* WORK REQUEST
Go through the entries, filter for the word "autoscaler", and copy every line that has it.

* Records from a collection
═══
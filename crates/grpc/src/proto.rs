//! Typed records of the externalgrpc CloudProvider schema
//!
//! Hand-maintained mirrors of the protocol messages the provider handles.
//! The generated transport stub owns the wire encoding; these records keep
//! the service layer statically typed and the adapter boundary narrow.

use std::collections::HashMap;

/// The subset of a Kubernetes node the autoscaler sends with its requests.
#[derive(Debug, Clone, Default)]
pub struct ExternalGrpcNode {
    pub name: String,
    pub provider_id: String,
    pub labels: HashMap<String, String>,
}

#[derive(Debug, Clone, Default)]
pub struct NodeGroup {
    pub id: String,
    pub min_size: i32,
    pub max_size: i32,
    pub debug: String,
}

#[derive(Debug, Clone, Copy, PartialEq, Eq, Default)]
pub enum InstanceState {
    #[default]
    Unspecified,
    Running,
    Creating,
    Deleting,
}

#[derive(Debug, Clone, Default)]
pub struct InstanceStatus {
    pub instance_state: InstanceState,
    pub error_info: String,
}

#[derive(Debug, Clone, Default)]
pub struct Instance {
    pub id: String,
    pub status: InstanceStatus,
}

/// Autoscaling options echoed through `NodeGroupGetOptions`.
#[derive(Debug, Clone, Default, PartialEq)]
pub struct AutoscalingOptions {
    pub scale_down_utilization_threshold: f64,
    pub scale_down_gpu_utilization_threshold: f64,
    pub scale_down_unneeded_time_secs: i64,
    pub scale_down_unready_time_secs: i64,
    pub max_node_provision_time_secs: i64,
}

#[derive(Debug, Clone, Default)]
pub struct NodeGroupsRequest {}

#[derive(Debug, Clone, Default)]
pub struct NodeGroupsResponse {
    pub node_groups: Vec<NodeGroup>,
}

#[derive(Debug, Clone, Default)]
pub struct NodeGroupForNodeRequest {
    pub node: ExternalGrpcNode,
}

/// An empty `node_group.id` means the node is not managed by this provider.
#[derive(Debug, Clone, Default)]
pub struct NodeGroupForNodeResponse {
    pub node_group: NodeGroup,
}

#[derive(Debug, Clone, Default)]
pub struct NodeGroupTargetSizeRequest {
    pub id: String,
}

#[derive(Debug, Clone, Default)]
pub struct NodeGroupTargetSizeResponse {
    pub target_size: i32,
}

#[derive(Debug, Clone, Default)]
pub struct NodeGroupIncreaseSizeRequest {
    pub id: String,
    pub delta: i32,
}

#[derive(Debug, Clone, Default)]
pub struct NodeGroupIncreaseSizeResponse {}

#[derive(Debug, Clone, Default)]
pub struct NodeGroupDecreaseTargetSizeRequest {
    pub id: String,
    pub delta: i32,
}

#[derive(Debug, Clone, Default)]
pub struct NodeGroupDecreaseTargetSizeResponse {}

#[derive(Debug, Clone, Default)]
pub struct NodeGroupDeleteNodesRequest {
    pub id: String,
    pub nodes: Vec<ExternalGrpcNode>,
}

#[derive(Debug, Clone, Default)]
pub struct NodeGroupDeleteNodesResponse {}

#[derive(Debug, Clone, Default)]
pub struct NodeGroupNodesRequest {
    pub id: String,
}

#[derive(Debug, Clone, Default)]
pub struct NodeGroupNodesResponse {
    pub instances: Vec<Instance>,
}

#[derive(Debug, Clone, Default)]
pub struct NodeGroupTemplateNodeInfoRequest {
    pub id: String,
}

/// Opaque per-group node description; the autoscaler decodes it on its side.
#[derive(Debug, Clone, Default)]
pub struct NodeGroupTemplateNodeInfoResponse {
    pub node_payload: Vec<u8>,
}

#[derive(Debug, Clone, Default)]
pub struct NodeGroupAutoscalingOptionsRequest {
    pub id: String,
    pub defaults: AutoscalingOptions,
}

#[derive(Debug, Clone, Default)]
pub struct NodeGroupAutoscalingOptionsResponse {
    pub node_group_autoscaling_options: AutoscalingOptions,
}

#[derive(Debug, Clone, Default)]
pub struct GpuLabelRequest {}

#[derive(Debug, Clone, Default)]
pub struct GpuLabelResponse {
    pub label: String,
}

#[derive(Debug, Clone, Default)]
pub struct GetAvailableGpuTypesRequest {}

#[derive(Debug, Clone, Default)]
pub struct GetAvailableGpuTypesResponse {
    pub gpu_types: HashMap<String, String>,
}

#[derive(Debug, Clone, Default)]
pub struct RefreshRequest {}

#[derive(Debug, Clone, Default)]
pub struct RefreshResponse {}

#[derive(Debug, Clone, Default)]
pub struct CleanupRequest {}

#[derive(Debug, Clone, Default)]
pub struct CleanupResponse {}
═══
* SOLUTION FOR THIS PROBLEM
/// The subset of a Kubernetes node the autoscaler sends with its requests.
/// Opaque per-group node description; the autoscaler decodes it on its side.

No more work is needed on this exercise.